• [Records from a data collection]
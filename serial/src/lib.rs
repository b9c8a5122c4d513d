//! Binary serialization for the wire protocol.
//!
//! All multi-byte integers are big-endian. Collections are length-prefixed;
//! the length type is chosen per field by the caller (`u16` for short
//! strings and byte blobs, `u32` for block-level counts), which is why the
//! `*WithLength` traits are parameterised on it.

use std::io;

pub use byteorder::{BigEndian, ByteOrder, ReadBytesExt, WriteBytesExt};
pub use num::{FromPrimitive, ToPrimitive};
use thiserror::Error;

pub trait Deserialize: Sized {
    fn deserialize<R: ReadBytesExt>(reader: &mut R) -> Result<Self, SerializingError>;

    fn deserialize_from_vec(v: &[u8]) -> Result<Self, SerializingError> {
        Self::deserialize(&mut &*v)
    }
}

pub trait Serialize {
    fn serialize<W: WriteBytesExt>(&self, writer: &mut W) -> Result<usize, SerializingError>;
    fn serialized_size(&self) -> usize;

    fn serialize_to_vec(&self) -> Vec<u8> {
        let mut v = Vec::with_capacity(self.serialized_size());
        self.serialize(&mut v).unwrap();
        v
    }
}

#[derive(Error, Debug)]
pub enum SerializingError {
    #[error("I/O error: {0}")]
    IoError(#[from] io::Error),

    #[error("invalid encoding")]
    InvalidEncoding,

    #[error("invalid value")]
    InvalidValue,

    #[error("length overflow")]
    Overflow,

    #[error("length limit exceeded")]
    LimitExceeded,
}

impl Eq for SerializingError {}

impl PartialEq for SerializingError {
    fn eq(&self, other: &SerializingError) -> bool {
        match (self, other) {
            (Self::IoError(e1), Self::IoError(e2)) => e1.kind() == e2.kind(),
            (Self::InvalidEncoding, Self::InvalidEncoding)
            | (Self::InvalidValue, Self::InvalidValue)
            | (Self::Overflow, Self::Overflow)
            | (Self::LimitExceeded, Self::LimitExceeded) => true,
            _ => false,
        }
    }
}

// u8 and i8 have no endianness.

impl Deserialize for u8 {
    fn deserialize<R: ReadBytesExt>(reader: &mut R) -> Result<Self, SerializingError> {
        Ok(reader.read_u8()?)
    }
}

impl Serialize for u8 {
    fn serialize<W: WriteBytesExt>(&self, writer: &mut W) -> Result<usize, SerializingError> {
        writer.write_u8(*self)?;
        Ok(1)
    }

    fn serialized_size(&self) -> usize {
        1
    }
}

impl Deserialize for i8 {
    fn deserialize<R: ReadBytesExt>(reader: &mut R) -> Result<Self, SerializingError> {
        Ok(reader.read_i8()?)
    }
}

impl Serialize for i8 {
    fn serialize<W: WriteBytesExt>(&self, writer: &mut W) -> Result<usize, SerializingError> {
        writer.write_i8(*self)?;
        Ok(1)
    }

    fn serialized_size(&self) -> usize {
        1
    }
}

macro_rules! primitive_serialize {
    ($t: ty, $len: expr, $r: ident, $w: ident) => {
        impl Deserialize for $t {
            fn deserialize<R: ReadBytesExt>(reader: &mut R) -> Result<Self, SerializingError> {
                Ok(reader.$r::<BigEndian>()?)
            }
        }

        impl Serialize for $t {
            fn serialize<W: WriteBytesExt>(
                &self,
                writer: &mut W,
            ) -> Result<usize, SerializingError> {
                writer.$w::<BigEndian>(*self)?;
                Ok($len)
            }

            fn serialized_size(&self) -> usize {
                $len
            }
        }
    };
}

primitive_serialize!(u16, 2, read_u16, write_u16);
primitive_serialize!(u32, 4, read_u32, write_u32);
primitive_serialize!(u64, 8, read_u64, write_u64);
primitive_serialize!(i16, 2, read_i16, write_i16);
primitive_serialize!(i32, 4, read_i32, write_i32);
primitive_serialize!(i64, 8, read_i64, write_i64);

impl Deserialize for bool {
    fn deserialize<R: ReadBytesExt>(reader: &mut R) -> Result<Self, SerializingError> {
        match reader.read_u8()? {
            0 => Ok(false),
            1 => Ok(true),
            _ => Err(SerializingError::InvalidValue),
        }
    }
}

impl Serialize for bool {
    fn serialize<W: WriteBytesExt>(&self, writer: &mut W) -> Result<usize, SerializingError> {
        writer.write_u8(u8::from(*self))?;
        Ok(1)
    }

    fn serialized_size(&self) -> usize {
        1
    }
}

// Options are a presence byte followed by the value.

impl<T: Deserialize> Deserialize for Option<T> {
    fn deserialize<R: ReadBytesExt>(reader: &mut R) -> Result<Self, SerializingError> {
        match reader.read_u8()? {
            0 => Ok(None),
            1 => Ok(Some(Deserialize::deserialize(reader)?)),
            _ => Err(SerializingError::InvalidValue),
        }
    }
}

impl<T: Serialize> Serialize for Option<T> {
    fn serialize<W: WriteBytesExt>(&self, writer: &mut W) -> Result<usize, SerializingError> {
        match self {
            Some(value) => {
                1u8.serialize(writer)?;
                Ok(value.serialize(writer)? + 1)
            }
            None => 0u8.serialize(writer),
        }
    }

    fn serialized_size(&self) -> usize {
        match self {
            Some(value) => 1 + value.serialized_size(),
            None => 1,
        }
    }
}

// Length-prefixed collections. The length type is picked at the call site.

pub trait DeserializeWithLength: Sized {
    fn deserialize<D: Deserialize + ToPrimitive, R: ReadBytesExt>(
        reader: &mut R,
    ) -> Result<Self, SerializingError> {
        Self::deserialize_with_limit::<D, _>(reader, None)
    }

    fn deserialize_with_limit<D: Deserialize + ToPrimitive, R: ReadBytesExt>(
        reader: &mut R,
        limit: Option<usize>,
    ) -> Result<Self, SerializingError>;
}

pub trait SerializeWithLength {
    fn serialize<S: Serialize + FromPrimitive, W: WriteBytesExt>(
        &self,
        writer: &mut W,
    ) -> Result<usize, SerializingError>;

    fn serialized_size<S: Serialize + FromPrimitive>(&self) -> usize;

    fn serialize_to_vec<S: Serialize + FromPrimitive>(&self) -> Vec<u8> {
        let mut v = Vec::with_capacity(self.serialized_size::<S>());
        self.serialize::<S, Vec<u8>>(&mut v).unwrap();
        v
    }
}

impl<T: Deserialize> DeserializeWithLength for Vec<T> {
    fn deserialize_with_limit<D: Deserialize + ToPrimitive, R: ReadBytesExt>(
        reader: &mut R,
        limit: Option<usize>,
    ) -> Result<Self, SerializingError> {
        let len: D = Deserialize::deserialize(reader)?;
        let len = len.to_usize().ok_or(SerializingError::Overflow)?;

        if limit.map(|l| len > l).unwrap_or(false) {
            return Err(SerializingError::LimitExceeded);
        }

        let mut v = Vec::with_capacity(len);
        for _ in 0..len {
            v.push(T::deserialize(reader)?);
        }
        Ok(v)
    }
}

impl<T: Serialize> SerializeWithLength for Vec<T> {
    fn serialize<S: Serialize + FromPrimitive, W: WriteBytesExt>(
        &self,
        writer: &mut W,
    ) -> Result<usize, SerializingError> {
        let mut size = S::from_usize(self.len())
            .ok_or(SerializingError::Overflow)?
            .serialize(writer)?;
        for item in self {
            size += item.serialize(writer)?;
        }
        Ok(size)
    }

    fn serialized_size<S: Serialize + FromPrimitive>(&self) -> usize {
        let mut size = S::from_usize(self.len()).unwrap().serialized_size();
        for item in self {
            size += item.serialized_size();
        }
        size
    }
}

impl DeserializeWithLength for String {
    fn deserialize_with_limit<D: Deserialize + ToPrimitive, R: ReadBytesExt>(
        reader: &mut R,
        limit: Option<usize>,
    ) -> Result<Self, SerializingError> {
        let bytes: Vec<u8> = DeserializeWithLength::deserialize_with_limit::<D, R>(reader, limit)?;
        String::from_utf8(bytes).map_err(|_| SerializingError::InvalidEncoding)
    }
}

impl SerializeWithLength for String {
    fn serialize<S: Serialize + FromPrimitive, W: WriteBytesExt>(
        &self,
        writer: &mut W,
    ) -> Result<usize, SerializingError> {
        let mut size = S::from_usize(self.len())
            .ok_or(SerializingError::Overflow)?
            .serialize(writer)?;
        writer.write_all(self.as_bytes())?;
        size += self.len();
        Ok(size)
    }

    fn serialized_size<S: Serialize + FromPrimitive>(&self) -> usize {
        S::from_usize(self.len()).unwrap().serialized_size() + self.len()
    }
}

• [HOW TO COMPLETE THIS TASK] Count up the lines of the data that include "true". Reply with a number only.

• [SOLVED EXERCISE] 2